Financial security is an important goal and setting a budget and adhering to it can only help to attain this goal. Making a budget to maximise savings and optimising investment planning while managing your expenses and finances can be difficult but, it is the first step in accomplishing your short-term and long-term financial goals. The more efficiently you budget your expenses, the better your financial planning, and the closer you are to achieving your financial goals.
Sep 2022
5 mins read
Identifying Income and Expenses
Starting with your income, make a note of all streams of revenue including salary, rent, interest payments, etc., and your monthly expenses on essentials like groceries, rent, EMI payments, utilities, etc and non-essentials like subscriptions, dining out, shopping, etc.

Setting Financial Goals
The most challenging part of making a budget is determining your long-term and short-term financial goals. Without this, you will end up overspending and become vulnerable to unexpected expenses.

Align your personal goals with your financial goals and assign a time frame to each. These goals should cover all aspects of your life, including higher education, annual holidays, marriage, and children, to buying a house, car, and retirement plans. Categorise them as short-term, mid-term, or long-term goals to create a roadmap for financial goal planning. It tells you how much, where, and when to invest to earn enough returns to meet the set goal.

The 50-30-20 Budget Rule
The 50-30-20 framework1 is a balanced and simple framework to adhere to and it inculcates the much-needed discipline you need to attain financial security. The rules are:

  • 50% of your after-tax income should be used to pay for essential expenses
  • 30% of your income for important (but not absolutely necessary) expenses, and
  • 20% of your income to save and invest towards your goals.
Budgeting for Emergencies
It is essential to budget for emergencies or unexpected expenses. Although it is impossible to be prepared for every situation, you must create an emergency fund which ideally should be worth at least six months of living expenses; but if you can save up to twelve months’ worth of living expenses, it’s even better. And to make this happen, every month set aside a small portion of your income towards the corpus.

Budgeting for Retirement
Retirement should be factored into your savings plan right from the time you receive your first salary. No formula will tell you how to plan personal finances or how much money you will need when you retire. The general rule of thumb in financial planning is to have a multiple of your income set aside at different ages2. At age 35, you should have twice your annual salary saved up. At 50, you should have five times and by the time you are 60, you should have seven times.

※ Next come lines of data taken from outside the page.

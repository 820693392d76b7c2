//! Account management module
//!
//! Plain data records for accounts and their owners. Balances are only
//! mutated through the [`Ledger`](crate::ledger::Ledger).

pub mod models;

// Re-export commonly used types
pub use models::{Account, AccountId, Person, PersonId};
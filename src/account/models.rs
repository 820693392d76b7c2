//! Data models for the account ledger

use rust_decimal::Decimal;
use serde::{Deserialize, Serialize};
use std::fmt;
use std::str::FromStr;

/// Server-assigned account identity (`accounts.id`)
#[derive(
    Debug, Clone, Copy, PartialEq, Eq, Hash, PartialOrd, Ord, Serialize, Deserialize, sqlx::Type,
)]
#[serde(transparent)]
#[sqlx(transparent)]
pub struct AccountId(pub i32);

impl AccountId {
    #[inline]
    pub fn get(&self) -> i32 {
        self.0
    }
}

impl fmt::Display for AccountId {
    fn fmt(&self, f: &mut fmt::Formatter<'_>) -> fmt::Result {
        write!(f, "{}", self.0)
    }
}

impl FromStr for AccountId {
    type Err = std::num::ParseIntError;

    fn from_str(s: &str) -> Result<Self, Self::Err> {
        Ok(Self(s.trim().parse()?))
    }
}

impl From<i32> for AccountId {
    fn from(v: i32) -> Self {
        Self(v)
    }
}

/// Server-assigned person identity (`people.id`)
#[derive(
    Debug, Clone, Copy, PartialEq, Eq, Hash, PartialOrd, Ord, Serialize, Deserialize, sqlx::Type,
)]
#[serde(transparent)]
#[sqlx(transparent)]
pub struct PersonId(pub i32);

impl fmt::Display for PersonId {
    fn fmt(&self, f: &mut fmt::Formatter<'_>) -> fmt::Result {
        write!(f, "{}", self.0)
    }
}

/// Account owner. The name is only a lookup key and is not unique.
#[derive(Debug, Clone, PartialEq, Eq, Serialize, Deserialize)]
pub struct Person {
    pub id: PersonId,
    pub name: String,
}

/// Account with its owner joined in
#[derive(Debug, Clone, PartialEq, Eq, Serialize, Deserialize)]
pub struct Account {
    pub id: AccountId,
    pub balance: Decimal,
    pub owner: Person,
}

impl Account {
    pub fn owner_name(&self) -> &str {
        &self.owner.name
    }
}

#[cfg(test)]
mod tests {
    use super::*;
    use rust_decimal_macros::dec;

    #[test]
    fn test_account_id_parse() {
        assert_eq!("42".parse::<AccountId>().unwrap(), AccountId(42));
        assert_eq!(" 7 ".parse::<AccountId>().unwrap(), AccountId(7));
        assert!("abc".parse::<AccountId>().is_err());
    }

    #[test]
    fn test_account_serializes_balance_exactly() {
        let account = Account {
            id: AccountId(1),
            balance: dec!(1000.00),
            owner: Person {
                id: PersonId(3),
                name: "John Smith".to_string(),
            },
        };

        let json = serde_json::to_value(&account).unwrap();
        assert_eq!(json["id"], 1);
        assert_eq!(json["balance"], "1000.00");
        assert_eq!(json["owner"]["name"], "John Smith");
        assert_eq!(account.owner_name(), "John Smith");
    }
}
//! Balance arithmetic for one transfer
//!
//! Pure function shared by every ledger backend. Backends call it while they
//! hold both account rows locked and write its result as one atomic unit.

use rust_decimal::Decimal;

use super::types::{OverdraftPolicy, TransferOrder};
use crate::ledger::LedgerError;
use crate::money::AmountError;

/// New balances produced by a transfer
#[derive(Debug, Clone, Copy, PartialEq, Eq)]
pub struct Settlement {
    pub source_balance: Decimal,
    pub target_balance: Decimal,
}

/// Compute `source - amount` and `target + amount` under the order's policy.
pub fn settle(
    order: &TransferOrder,
    source_balance: Decimal,
    target_balance: Decimal,
) -> Result<Settlement, LedgerError> {
    let amount = order.amount();

    let new_source = source_balance
        .checked_sub(amount)
        .ok_or(AmountError::Overflow)?;

    if order.overdraft() == OverdraftPolicy::Forbid && new_source < Decimal::ZERO {
        return Err(LedgerError::InsufficientBalance {
            account: order.source(),
            balance: source_balance,
            amount,
        });
    }

    let new_target = target_balance
        .checked_add(amount)
        .ok_or(AmountError::Overflow)?;

    Ok(Settlement {
        source_balance: new_source,
        target_balance: new_target,
    })
}
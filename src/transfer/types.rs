//! Transfer Core Types

use rust_decimal::Decimal;
use serde::{Deserialize, Serialize};

use crate::account::AccountId;
use crate::ledger::LedgerError;
use crate::money;

/// Whether a transfer may leave the source balance below zero
#[derive(Debug, Clone, Copy, PartialEq, Eq, Default, Serialize, Deserialize)]
#[serde(rename_all = "lowercase")]
pub enum OverdraftPolicy {
    /// Negative balances are permitted
    #[default]
    Allow,
    /// Reject transfers that would overdraw the source
    Forbid,
}

/// Validation rules applied to every transfer request
#[derive(Debug, Clone, Copy, PartialEq, Eq)]
pub struct TransferPolicy {
    /// Maximum fractional digits of an amount
    pub scale: u32,
    pub overdraft: OverdraftPolicy,
}

impl Default for TransferPolicy {
    fn default() -> Self {
        Self {
            scale: money::DEFAULT_SCALE,
            overdraft: OverdraftPolicy::Allow,
        }
    }
}

impl From<&crate::config::LedgerConfig> for TransferPolicy {
    fn from(config: &crate::config::LedgerConfig) -> Self {
        Self {
            scale: config.scale,
            overdraft: config.overdraft,
        }
    }
}

/// A validated transfer, ready for a ledger backend to apply.
///
/// Only constructible through [`TransferOrder::new`], so a backend can rely
/// on a positive, exactly representable amount and two distinct accounts.
#[derive(Debug, Clone, PartialEq, Eq)]
pub struct TransferOrder {
    source: AccountId,
    target: AccountId,
    amount: Decimal,
    overdraft: OverdraftPolicy,
}

impl TransferOrder {
    pub fn new(
        source: AccountId,
        target: AccountId,
        amount: Decimal,
        policy: &TransferPolicy,
    ) -> Result<Self, LedgerError> {
        let amount = money::validate_amount(amount, policy.scale)?;

        if source == target {
            return Err(LedgerError::SameAccount);
        }

        Ok(Self {
            source,
            target,
            amount,
            overdraft: policy.overdraft,
        })
    }

    #[inline]
    pub fn source(&self) -> AccountId {
        self.source
    }

    #[inline]
    pub fn target(&self) -> AccountId {
        self.target
    }

    #[inline]
    pub fn amount(&self) -> Decimal {
        self.amount
    }

    #[inline]
    pub fn overdraft(&self) -> OverdraftPolicy {
        self.overdraft
    }

    /// Both account ids, lowest first. Rows are locked in this order.
    pub fn lock_order(&self) -> [AccountId; 2] {
        if self.source < self.target {
            [self.source, self.target]
        } else {
            [self.target, self.source]
        }
    }
}

/// Committed transfer with the balances it produced
#[derive(Debug, Clone, PartialEq, Eq, Serialize, Deserialize)]
pub struct TransferReceipt {
    pub source: AccountId,
    pub target: AccountId,
    pub amount: Decimal,
    pub source_balance: Decimal,
    pub target_balance: Decimal,
}
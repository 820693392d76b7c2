//! Transfer Operation
//!
//! Moves an exact decimal amount from one account to another, atomically.
//!
//! # Flow
//!
//! ```text
//! TransferService::transfer(source, target, amount)
//!     │  TransferOrder::new       amount > 0, fits money scale, source != target
//!     ▼
//! Ledger::transfer(order)         lock both rows (ascending id)
//!     │  settle()                 source - amount, target + amount, overdraft policy
//!     ▼
//! COMMITTED (both written)  |  ABORTED (nothing written)
//! ```
//!
//! # Invariants
//!
//! 1. **Atomicity**: both balances change or neither does.
//! 2. **Conservation**: `source + target` is the same before and after.
//! 3. **No deduplication**: identical calls each move the amount.

pub mod service;
pub mod settle;
pub mod state;
pub mod types;

// Re-exports for convenience
pub use service::TransferService;
pub use settle::{Settlement, settle};
pub use state::TransferOutcome;
pub use types::{OverdraftPolicy, TransferOrder, TransferPolicy, TransferReceipt};
//! Transfer Outcome
//!
//! A transfer is a single transaction with exactly two terminal outcomes.
//! There is no intermediate state visible outside the transaction.

use std::fmt;

/// Terminal outcome of one transfer
#[derive(Debug, Clone, Copy, PartialEq, Eq, Hash)]
pub enum TransferOutcome {
    /// Both balances updated
    Committed,

    /// No balance updated
    Aborted,
}

impl TransferOutcome {
    /// Outcome implied by the result of a transfer call
    pub fn of<T, E>(result: &Result<T, E>) -> Self {
        match result {
            Ok(_) => TransferOutcome::Committed,
            Err(_) => TransferOutcome::Aborted,
        }
    }

    /// Get human-readable outcome name
    pub fn as_str(&self) -> &'static str {
        match self {
            TransferOutcome::Committed => "COMMITTED",
            TransferOutcome::Aborted => "ABORTED",
        }
    }
}

impl fmt::Display for TransferOutcome {
    fn fmt(&self, f: &mut fmt::Formatter<'_>) -> fmt::Result {
        write!(f, "{}", self.as_str())
    }
}
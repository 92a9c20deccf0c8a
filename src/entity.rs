//! Read-only projections of the latest [`Snapshot`]: sensors and device trackers.

mod device;
mod sensor;
mod tracker;

use serde::Serialize;

pub use self::{
    device::{DeviceInfo, MANUFACTURER, system_name},
    sensor::{DeviceClass, Reading, Sensor, SensorKind, StateClass},
    tracker::Tracker,
};
use crate::{api::apsystems::number, snapshot::Snapshot};

/// Entities of one system.
///
/// The set is fixed at discovery, states are projected from whatever snapshot is passed in.
#[derive(Debug, Default)]
pub struct Entities {
    system_id: String,
    pub sensors: Vec<Sensor>,
    pub trackers: Vec<Tracker>,
}

impl Entities {
    pub fn discover(system_id: &str, snapshot: &Snapshot) -> Self {
        let mut sensors: Vec<Sensor> =
            SensorKind::SYSTEM.into_iter().map(|kind| Sensor::system(system_id, kind)).collect();
        if number(&snapshot.system_energy, &["maxPower"]).is_some() {
            sensors.push(Sensor::system(system_id, SensorKind::SystemMaxPower));
        }
        let mut trackers = vec![Tracker::system(system_id, snapshot)];

        for inverter_id in snapshot.inverter_ids() {
            sensors.extend(
                SensorKind::INVERTER
                    .into_iter()
                    .map(|kind| Sensor::inverter(system_id, inverter_id, kind)),
            );
            trackers.push(Tracker::inverter(system_id, inverter_id));
        }

        Self { system_id: system_id.to_owned(), sensors, trackers }
    }

    /// Project the entity states.
    ///
    /// After a failed cycle the entities are unavailable, and no tracker reads connected.
    pub fn records(&self, snapshot: &Snapshot, is_available: bool) -> Vec<Record> {
        let sensors = self.sensors.iter().map(|sensor| Record::Sensor {
            unique_id: sensor.unique_id.clone(),
            name: sensor.name.clone(),
            available: is_available,
            state: sensor.read(snapshot).map(Reading::value),
            unit: sensor.kind.unit(),
            device_class: sensor.kind.device_class(),
            state_class: sensor.kind.state_class(),
            icon: sensor.kind.icon(),
            device: self.device(sensor.inverter_id.as_deref(), snapshot),
        });
        let trackers = self.trackers.iter().map(|tracker| Record::DeviceTracker {
            unique_id: tracker.unique_id.clone(),
            name: tracker.name.clone(),
            available: is_available,
            is_connected: is_available && tracker.is_connected(snapshot),
            icon: tracker.icon(),
            device: self.device(tracker.inverter_id.as_deref(), snapshot),
        });
        sensors.chain(trackers).collect()
    }

    fn device(&self, inverter_id: Option<&str>, snapshot: &Snapshot) -> DeviceInfo {
        match inverter_id {
            Some(inverter_id) => DeviceInfo::inverter(&self.system_id, inverter_id, snapshot),
            None => DeviceInfo::system(&self.system_id, snapshot),
        }
    }
}

/// Flat entity state as published to the host.
#[derive(Clone, Debug, PartialEq, Serialize)]
#[serde(tag = "platform", rename_all = "snake_case")]
pub enum Record {
    Sensor {
        unique_id: String,
        name: String,
        available: bool,
        state: Option<f64>,
        unit: &'static str,
        device_class: DeviceClass,
        state_class: StateClass,
        icon: &'static str,
        device: DeviceInfo,
    },

    DeviceTracker {
        unique_id: String,
        name: String,
        available: bool,
        is_connected: bool,
        icon: &'static str,
        device: DeviceInfo,
    },
}

#[cfg(test)]
mod tests {
    use std::collections::BTreeMap;

    use approx::assert_abs_diff_eq;
    use chrono::Local;
    use serde_json::{Value, json};

    use super::*;
    use crate::api::apsystems::{Attributes, Inverter};

    fn attributes(value: Value) -> Attributes {
        let Value::Object(attributes) = value else { unreachable!() };
        attributes
    }

    fn inverter(uid: &str) -> Inverter {
        Inverter {
            uid: uid.to_owned(),
            model: Some("DS3".to_owned()),
            firmware: Some("DS3_1.2.5".to_owned()),
            ..Inverter::default()
        }
    }

    fn ema_snapshot() -> Snapshot {
        Snapshot {
            system_details: attributes(json!({"name": "Roof", "type": 1})),
            system_energy: attributes(json!({"power": "812.5", "energy": 1234.5})),
            system_energy_today: attributes(json!({"energy": 4.25})),
            inverters: vec![inverter("INV1"), inverter("INV2"), inverter("")],
            inverter_data: BTreeMap::from([
                ("INV1".to_owned(), attributes(json!({"power": 270.0, "energy": 321.0}))),
                ("INV2".to_owned(), Attributes::new()),
            ]),
            last_update: Some(Local::now()),
            ..Snapshot::default()
        }
    }

    fn sensor_state(records: &[Record], unique_id: &str) -> Option<f64> {
        records.iter().find_map(|record| match record {
            Record::Sensor { unique_id: id, state, .. } if id == unique_id => Some(*state),
            _ => None,
        })?
    }

    fn tracker_state(records: &[Record], unique_id: &str) -> Option<bool> {
        records.iter().find_map(|record| match record {
            Record::DeviceTracker { unique_id: id, is_connected, .. } if id == unique_id => {
                Some(*is_connected)
            }
            _ => None,
        })
    }

    #[test]
    fn discover_ok() {
        let entities = Entities::discover("SYS1", &ema_snapshot());
        assert_eq!(entities.sensors.len(), 3 + 2 * 2);
        assert_eq!(entities.trackers.len(), 1 + 2);
        assert_eq!(entities.sensors[0].unique_id, "SYS1_system_power");
        assert_eq!(entities.sensors[0].name, "APSystems System Power");
        assert_eq!(entities.sensors[3].unique_id, "SYS1_INV1_inverter_power");
        assert_eq!(entities.trackers[0].unique_id, "SYS1_system");
        assert_eq!(entities.trackers[0].name, "APSystems Roof");
        assert_eq!(entities.trackers[2].unique_id, "SYS1_INV2");
    }

    #[test]
    fn records_ok() {
        let snapshot = ema_snapshot();
        let records = Entities::discover("SYS1", &snapshot).records(&snapshot, true);
        assert_abs_diff_eq!(sensor_state(&records, "SYS1_system_power").unwrap(), 812.5);
        assert_abs_diff_eq!(sensor_state(&records, "SYS1_system_energy_today").unwrap(), 4.25);
        assert_abs_diff_eq!(sensor_state(&records, "SYS1_system_energy_total").unwrap(), 1234.5);
        assert_abs_diff_eq!(sensor_state(&records, "SYS1_INV1_inverter_energy_total").unwrap(), 321.0);
        assert_eq!(sensor_state(&records, "SYS1_INV2_inverter_power"), None);
        assert_eq!(tracker_state(&records, "SYS1_system"), Some(true));
        assert_eq!(tracker_state(&records, "SYS1_INV1"), Some(true));
        assert_eq!(tracker_state(&records, "SYS1_INV2"), Some(false));
    }

    #[test]
    fn open_api_aliases_ok() {
        let snapshot = Snapshot {
            system_energy: attributes(json!({"currentPower": 640, "maxPower": 2100})),
            system_energy_today: attributes(json!({"todayEnergy": "3.5", "lifetimeEnergy": 987.0})),
            last_update: Some(Local::now()),
            ..Snapshot::default()
        };
        let entities = Entities::discover("SYS1", &snapshot);
        assert_eq!(entities.sensors.len(), 4);
        let records = entities.records(&snapshot, true);
        assert_abs_diff_eq!(sensor_state(&records, "SYS1_system_power").unwrap(), 640.0);
        assert_abs_diff_eq!(sensor_state(&records, "SYS1_max_power").unwrap(), 2100.0);
        assert_abs_diff_eq!(sensor_state(&records, "SYS1_system_energy_today").unwrap(), 3.5);
        assert_abs_diff_eq!(sensor_state(&records, "SYS1_system_energy_total").unwrap(), 987.0);
    }

    #[test]
    fn empty_snapshot_is_absent() {
        let entities = Entities::discover("SYS1", &ema_snapshot());
        let records = entities.records(&Snapshot::default(), true);
        assert_eq!(records.len(), entities.sensors.len() + entities.trackers.len());
        for record in &records {
            match record {
                Record::Sensor { unique_id, state, .. } => assert_eq!(*state, None, "{unique_id}"),
                Record::DeviceTracker { is_connected, .. } => assert!(!is_connected),
            }
        }
    }

    #[test]
    fn unavailable_after_failed_cycle() {
        let snapshot = ema_snapshot();
        let records = Entities::discover("SYS1", &snapshot).records(&snapshot, false);
        for record in &records {
            match record {
                Record::Sensor { available, .. } => assert!(!available),
                Record::DeviceTracker { available, is_connected, .. } => {
                    assert!(!available);
                    assert!(!is_connected);
                }
            }
        }
        assert_eq!(tracker_state(&records, "SYS1_system"), Some(false));
    }

    #[test]
    fn device_info_ok() {
        let snapshot = ema_snapshot();
        let system = DeviceInfo::system("SYS1", &snapshot);
        assert_eq!(system.name, "APSystems Roof");
        assert_eq!(system.model, "1");
        assert_eq!(system.manufacturer, MANUFACTURER);
        assert_eq!(system.via_device, None);

        let inverter = DeviceInfo::inverter("SYS1", "INV1", &snapshot);
        assert_eq!(inverter.identifier, "SYS1_INV1");
        assert_eq!(inverter.model, "DS3");
        assert_eq!(inverter.sw_version, "DS3_1.2.5");
        assert_eq!(inverter.via_device.as_deref(), Some("SYS1"));

        let unknown = DeviceInfo::inverter("SYS1", "INV9", &Snapshot::default());
        assert_eq!(unknown.model, "Unknown");
        assert_eq!(DeviceInfo::system("SYS1", &Snapshot::default()).name, "APSystems Unknown System");
    }

    #[test]
    fn record_serializes_flat() -> serde_json::Result<()> {
        let snapshot = ema_snapshot();
        let records = Entities::discover("SYS1", &snapshot).records(&snapshot, true);
        let value = serde_json::to_value(&records[0])?;
        assert_eq!(value["platform"], "sensor");
        assert_eq!(value["available"], true);
        assert_eq!(value["unit"], "W");
        assert_eq!(value["device_class"], "power");
        assert_eq!(value["state_class"], "measurement");
        assert_eq!(value["device"]["manufacturer"], "APSystems");
        Ok(())
    }
}
pub mod apsystems;
mod burrow;
mod heartbeat;
mod watch;

use clap::{Parser, Subcommand};

use crate::{
    cli::{apsystems::ApiArgs, burrow::BurrowArgs, watch::WatchArgs},
    prelude::*,
    setup::validate,
};

#[derive(Parser)]
#[command(author, version, about, propagate_version = true)]
#[must_use]
pub struct Args {
    #[command(subcommand)]
    pub command: Command,
}

#[derive(Subcommand)]
pub enum Command {
    /// Main command: poll the system and publish the entity states.
    #[clap(name = "watch")]
    Watch(Box<WatchArgs>),

    /// Check the credentials and the system ID.
    #[clap(name = "validate")]
    Validate(Box<ValidateArgs>),

    /// Development tools.
    #[clap(name = "burrow")]
    Burrow(Box<BurrowArgs>),
}

impl Command {
    pub async fn run(self) -> Result {
        match self {
            Self::Watch(args) => args.run().await,
            Self::Validate(args) => args.run().await,
            Self::Burrow(args) => args.run().await,
        }
    }
}

#[derive(Parser)]
pub struct ValidateArgs {
    #[clap(flatten)]
    api: ApiArgs,
}

impl ValidateArgs {
    async fn run(self) -> Result {
        let info = validate(&self.api.connect()?).await?;
        println!("{}: {}", info.title, info.system_name);
        Ok(())
    }
}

Every month, a part of your income should be budgeted to invest in your retirement plan. This goal can be achieved with good budgeting practices, sound personal finance knowledge and management, and the power of compounding.

Good Habits that Are Essential to Adhering to a Budget
It is important to discipline yourself to follow the budget plan you have made and track your progress to ensure that you are on course. If you do take a loan, be smart about how you borrow the money, determine a borrowing budget that will allow you to meet your financial goals as you pay your loan off.

Be mindful of credit card debt as the interest can jeopardise your budget. If you follow your budget plan, the entire amount due can be paid off at the end of your bill cycle, saving you from massive debt. Regularly review your financial goals and financial planning needs, your budget plan and investments will need modification if there are any changes.

When you are committed to your budget, you will be able to control your personal expenses and make smarter investment decisions. Your budget will help you modify your investments, manage your expenses, and meet the desired savings, investment and lifestyle goals. A budget makes it easier to start and maintain SIPs (Systematic Investment Plan) in a mutual fund scheme depending on your financial goals, time horizon and risk appetite.